Виктор Кузнецов. Русская Голгофа. - СПб.: Издательский Дом "Нева", ОЛМА-Пресс, 2003, 512 с.
Неловко как-то в наши дни писать биографию святого: вроде бы должна получиться летопись, а среди монахов себя не числишь. Перетаскивать своего необычного героя в суетную мирскую биографию-монографию тоже не хочется. Потеряешь в глазах читателя при этом ореол значимости проделанного труда. Вот и получается, что святые были, есть и будут, но с жанром их "жития" большие проблемы. Не станешь же на манер болландистов из века в век издавать томами перечни их имен - вообще никто, кроме завзятых специалистов, читать не решится. Поэтому остается трудная грань, на которой и балансирует книга Виктора Кузнецова о последнем императоре русском - Николае II Александровиче. По правилам строгого Рима, канонизировать человека можно лишь за три совершенных им чуда. Причем каждый случай рассматривается особо и тщательно. В православии столь конкретно обозначенных критериев святости, кажется, нет. Старшего сына Александра III удостоили высокой чести носить над головой нимб прежде всего за мученическую смерть, а уж потом стали вспоминать, как много он на самом деле для своей страны сделал при жизни. Об этом - постоянная боль автора "Русской Голгофы", прорывающаяся прямыми выпадами в адрес современности. Ситуация-то с памятью - обычная. И Голгофа вообще для нас, русских, гора любимая. Мы очень любим ставить на ней кресты с нашими распятыми пророками. Художниками, писателями, царями┘ а потом кости Адама в тысячный раз сотрясаются в ее недрах, и идет по земле лихо и несчастье.
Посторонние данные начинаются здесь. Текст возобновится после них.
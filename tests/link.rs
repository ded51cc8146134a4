mod common;

use common::*;

use m5lcd::{BitOrder, BusConfig, Error, InterruptMode, Link, TransactionState, UNIDENTIFIED};

use embedded_hal::spi::{MODE_0, MODE_3};

fn link(log: &Log) -> Link<FakeBackend, FakeInterrupts> {
    Link::new(FakeBackend::new(log), FakeInterrupts::new(log))
}

// small deterministic generator for call patterns
struct Lcg(u32);

impl Lcg {
    fn next(&mut self) -> u32 {
        self.0 = self.0.wrapping_mul(1_103_515_245).wrapping_add(12_345);
        self.0 >> 16
    }
}

#[test]
fn enabled_exactly_while_acquired() {
    for seed in 1..50 {
        let log = log();
        let mut link = link(&log);
        let mut rng = Lcg(seed);
        let mut outstanding = 0usize;

        for _ in 0..200 {
            if rng.next() % 5 < 2 {
                link.acquire().unwrap();
                outstanding += 1;
            } else {
                link.release().unwrap();
                outstanding = outstanding.saturating_sub(1);
            }
            assert_eq!(link.users(), outstanding);
            assert_eq!(link.is_enabled(), outstanding > 0);

            let enables = count(&log, Event::Enable);
            let disables = count(&log, Event::Disable);
            // hardware on iff one more enable than disable
            assert_eq!(enables - disables, usize::from(outstanding > 0));
        }
    }
}

#[test]
fn extra_release_is_ignored() {
    let log = log();
    let mut link = link(&log);

    link.release().unwrap();
    assert_eq!(link.users(), 0);
    assert!(log.borrow().is_empty());

    link.acquire().unwrap();
    link.acquire().unwrap();
    assert_eq!(count(&log, Event::Enable), 1);
    link.release().unwrap();
    assert_eq!(count(&log, Event::Disable), 0);
    link.release().unwrap();
    link.release().unwrap();
    assert_eq!(count(&log, Event::Disable), 1);
    assert!(!link.is_enabled());
}

#[test]
fn failed_enable_keeps_the_count() {
    let log = log();
    let mut backend = FakeBackend::new(&log);
    backend.fail_enable = true;
    let mut link = Link::new(backend, FakeInterrupts::new(&log));

    assert_eq!(link.acquire(), Err(Error::Bus(FakeError)));
    assert_eq!(link.users(), 0);

    link.backend_mut().fail_enable = false;
    link.acquire().unwrap();
    assert_eq!(link.users(), 1);
}

#[test]
fn interrupt_registration_round_trip() {
    let log = log();
    let mut link = link(&log);

    link.using_interrupt(3);
    assert_eq!(link.interrupt_mode(), InterruptMode::Masked(1 << 3));
    link.not_using_interrupt(3);
    assert_eq!(link.interrupt_mode(), InterruptMode::None);
}

#[test]
fn unknown_interrupt_sticks_until_full_release() {
    let log = log();
    let mut link = link(&log);
    link.acquire().unwrap();
    link.acquire().unwrap();

    link.using_interrupt(1);
    link.using_interrupt(UNIDENTIFIED);
    assert_eq!(link.interrupt_mode(), InterruptMode::Global);

    link.not_using_interrupt(UNIDENTIFIED);
    link.not_using_interrupt(1);
    assert_eq!(link.interrupt_mode(), InterruptMode::Global);

    link.release().unwrap();
    assert_eq!(link.interrupt_mode(), InterruptMode::Global);
    link.release().unwrap();
    assert_eq!(link.interrupt_mode(), InterruptMode::None);
}

#[test]
fn masking_brackets_the_whole_transaction() {
    let log = log();
    let mut link = link(&log);
    link.acquire().unwrap();
    link.using_interrupt(0);
    link.using_interrupt(4);

    link.transaction(&BusConfig::STANDARD, |link| {
        link.transfer(0xAA)?;
        link.transfer(0x55)?;
        Ok(())
    })
    .unwrap();

    let mask = position(&log, Event::MaskSources(0b1_0001)).unwrap();
    let configure = position(&log, Event::Configure(0x51, 0x01)).unwrap();
    let select = position(&log, Event::Select).unwrap();
    let first_write = position(&log, Event::Write(0xAA)).unwrap();
    let deselect = position(&log, Event::Deselect).unwrap();
    let restore = position(&log, Event::RestoreSources(0xff)).unwrap();

    assert!(mask < configure);
    assert!(configure < select);
    assert!(select < first_write);
    assert!(first_write < deselect);
    assert!(deselect < restore);
    assert_eq!(link.interrupts().sources, 0xff);
    assert_eq!(link.transaction_state(), TransactionState::Idle);
}

#[test]
fn global_mode_disables_everything_during_the_transaction() {
    let log = log();
    let mut link = link(&log);
    link.acquire().unwrap();
    link.using_interrupt(UNIDENTIFIED);

    link.begin(&BusConfig::STANDARD).unwrap();
    assert!(!link.interrupts().global);
    link.transfer(0x01).unwrap();
    link.end().unwrap();
    assert!(link.interrupts().global);

    let disable = position(&log, Event::DisableAll).unwrap();
    let select = position(&log, Event::Select).unwrap();
    let deselect = position(&log, Event::Deselect).unwrap();
    let restore = position(&log, Event::RestoreAll(true)).unwrap();
    assert!(disable < select);
    assert!(deselect < restore);
}

#[test]
fn nested_begin_is_flagged_without_side_effects() {
    let log = log();
    let led = Led::default();
    let mut link = link(&log).with_mismatch_indicator(led.clone());
    link.acquire().unwrap();
    link.using_interrupt(2);

    link.begin(&BusConfig::STANDARD).unwrap();
    assert!(!link.mismatch_detected());
    link.begin(&BusConfig::STANDARD).unwrap();

    assert!(link.mismatch_detected());
    assert!(led.high.get());
    assert_eq!(link.interrupt_mode(), InterruptMode::Masked(1 << 2));
    assert_eq!(link.users(), 1);
    // masked once, by the outer begin
    assert_eq!(count(&log, Event::MaskSources(1 << 2)), 1);

    link.end().unwrap();
    assert_eq!(link.interrupts().sources, 0xff);
    assert_eq!(link.transaction_state(), TransactionState::Idle);
}

#[test]
fn end_while_idle_is_flagged() {
    let log = log();
    let mut link = link(&log);
    link.acquire().unwrap();

    link.end().unwrap();
    assert!(link.mismatch_detected());
    assert_eq!(link.users(), 1);
    assert_eq!(link.interrupt_mode(), InterruptMode::None);

    // sticky until cleared
    link.transaction(&BusConfig::STANDARD, |link| link.transfer(0)).unwrap();
    assert!(link.mismatch_detected());
    link.clear_mismatch();
    assert!(!link.mismatch_detected());
}

#[test]
fn indicator_wired_up_late_shows_an_earlier_mismatch() {
    let log = log();
    let mut link = link(&log);
    link.end().unwrap();

    let led = Led::default();
    let link = link.with_mismatch_indicator(led.clone());
    assert!(link.mismatch_detected());
    assert!(led.high.get());
}

#[test]
fn silent_device_times_out_and_releases_the_bus() {
    let log = log();
    let mut backend = FakeBackend::new(&log);
    backend.never_ready = true;
    let polls = backend.polls.clone();
    let mut link = Link::new(backend, FakeInterrupts::new(&log)).with_spin_budget(32);
    link.acquire().unwrap();
    link.using_interrupt(1);

    let result = link.transaction(&BusConfig::STANDARD, |link| link.transfer(0xAA));

    assert_eq!(result, Err(Error::TimedOut));
    assert_eq!(polls.get(), 32);
    assert_eq!(link.transaction_state(), TransactionState::Idle);
    assert!(position(&log, Event::Deselect).is_some());
    assert_eq!(link.interrupts().sources, 0xff);
    assert!(!link.mismatch_detected());
}

#[test]
fn failed_select_rolls_back() {
    let log = log();
    let mut backend = FakeBackend::new(&log);
    backend.fail_select = true;
    let mut link = Link::new(backend, FakeInterrupts::new(&log));
    link.acquire().unwrap();
    link.using_interrupt(5);

    assert_eq!(link.begin(&BusConfig::STANDARD), Err(Error::Bus(FakeError)));
    assert_eq!(link.transaction_state(), TransactionState::Idle);
    assert_eq!(link.interrupts().sources, 0xff);

    // a proper transaction afterwards is no mismatch
    link.backend_mut().fail_select = false;
    link.transaction(&BusConfig::STANDARD, |link| link.transfer(1)).unwrap();
    assert!(!link.mismatch_detected());
}

#[test]
fn buffer_transfer_replaces_bytes_in_place() {
    let log = log();
    let mut link = link(&log);
    link.acquire().unwrap();
    link.backend_mut().responses.extend([0x10, 0x20, 0x30].iter().copied());

    let mut buffer = [0xAA, 0x1A, 0x55];
    link.transaction(&BusConfig::STANDARD, |link| link.transfer_in_place(&mut buffer))
        .unwrap();

    assert_eq!(buffer, [0x10, 0x20, 0x30]);
    assert_eq!(written(&log), vec![0xAA, 0x1A, 0x55]);

    let mut empty: [u8; 0] = [];
    link.transaction(&BusConfig::STANDARD, |link| link.transfer_in_place(&mut empty))
        .unwrap();
}

#[test]
fn sixteen_bit_transfers_follow_the_bit_order() {
    let log = log();
    let mut link = link(&log);
    link.acquire().unwrap();

    let msb_first = BusConfig::new(16_000_000, 2_000_000, BitOrder::MsbFirst, MODE_0);
    link.backend_mut().responses.extend([0xBE, 0xEF].iter().copied());
    let received = link
        .transaction(&msb_first, |link| link.transfer16(0x1234))
        .unwrap();
    assert_eq!(received, 0xBEEF);
    assert_eq!(written(&log), vec![0x12, 0x34]);

    log.borrow_mut().clear();
    let lsb_first = BusConfig::new(16_000_000, 2_000_000, BitOrder::LsbFirst, MODE_3);
    link.backend_mut().responses.extend([0xEF, 0xBE].iter().copied());
    let received = link
        .transaction(&lsb_first, |link| link.transfer16(0x1234))
        .unwrap();
    assert_eq!(received, 0xBEEF);
    assert_eq!(written(&log), vec![0x34, 0x12]);
}

#[test]
fn configs_can_be_debug_printed() {
    let printed = format!("{:?}", BusConfig::STANDARD);
    assert!(printed.contains("IdleLow"));
    assert!(printed.contains("CaptureOnFirstTransition"));
    assert!(printed.contains("MsbFirst"));

    let printed = format!("{:?}", BusConfig::new(16_000_000, 2_000_000, BitOrder::LsbFirst, MODE_3));
    assert!(printed.contains("IdleHigh"));
    assert!(printed.contains("CaptureOnSecondTransition"));
}

#[test]
fn last_release_restores_interrupts_after_switching_off() {
    let log = log();
    let mut link = link(&log);
    link.acquire().unwrap();
    link.using_interrupt(UNIDENTIFIED);

    link.begin(&BusConfig::STANDARD).unwrap();
    assert!(!link.interrupts().global);
    link.release().unwrap();

    assert!(link.interrupts().global);
    assert_eq!(link.interrupt_mode(), InterruptMode::None);
    assert_eq!(link.transaction_state(), TransactionState::Idle);
    let disable = position(&log, Event::Disable).unwrap();
    let restore = position(&log, Event::RestoreAll(true)).unwrap();
    assert!(disable < restore);
}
"Русская Голгофа" прикрылась глянцем с изображением Николая II. Но справедливее было бы поместить окрест него и тех, кто разделил с ним судьбу исхода отечественной монархии - Алисы Гессен-Дармштадтской (императрицы Александры Федоровны), великих княжон Татьяны, Анастасии и Марии, а также цесаревича Алексея. И еще - добрый десяток приближенных, включая ближайшую подругу императрицы Юлию Александровну Ден и младшую сестру Николая II Ольгу Александровну, чьи скандальные мемуары не дают покоя урапатриотическому сознанию Кузнецова. Великая княжна продиктовала их канадскому журналисту Йену Ворресу в 1960 году незадолго до смерти и была крайне скупа на похвалы державному брату, чем и провинилась.
Фактологическая канва книги удивительна: такое впечатление, что открываются какие-то шлюзы и из них сплошным потоком льются цитаты писем Александра III, его супруги Марии Федоровны, дневников Юлии Ден и самого Николая II, просто - выдержек из периодики того времени. В отсутствии фундаментальности автора упрекнуть нельзя и не нужно. "Русская Голгофа" - добротная литература факта. Странное такое жанровое образование. Николай Зенькович, постоянный автор этой серии "ОЛМЫ", определяет его как художественную обработку имеющегося (например, архивного) материала. Вот и Кузнецов "обрабатывает", попутно не забывая метать камешки в огород пролимоновской словесности, почему-то увязывая "подростков савенко" с членами краснопартизанского движения и другими "последователями екатеринбургских палачей". Злободневность, конечно, вещь хорошая, но ее не должно быть много. "Пиетические" книги всегда грешат преувеличениями и всякими смещениями смыслов во имя достижения пущих эффектов. Но нужно определяться: либо - про святого и тогда без злобы (потому что прощение - главный дар и возможно чудо того, кто призван церковью на вечное служение), либо про тех, кто его мучил. Но это уже отдельная литература, о ней не здесь.
Интересная черта кузнецовского повествования и в том, что оно строится по принципу повторения. То есть с самой первой страницы мы уже знаем о страшном конце монаршей четы, но все время отступаем вслед за автором в дни молодого счастья супругов - катаний на лодках и собирания луговых цветов. Эпохи в "Русской Голгофе" существуют параллельно и одновременно, отчего апокалиптический градус авторской мысли неизменно растет.
И вот к концу рецензии я поняла, почему книга смущает: она стыдит нас всех. Будто каждый убил Николая II лично. И, сидя в старинном гатчинском кресле последнего императора - так уж сложилась судьба, что оно теперь у моего письменного стола, - я не спокойна. И чувствую ветры Его Голгофы на своем лице.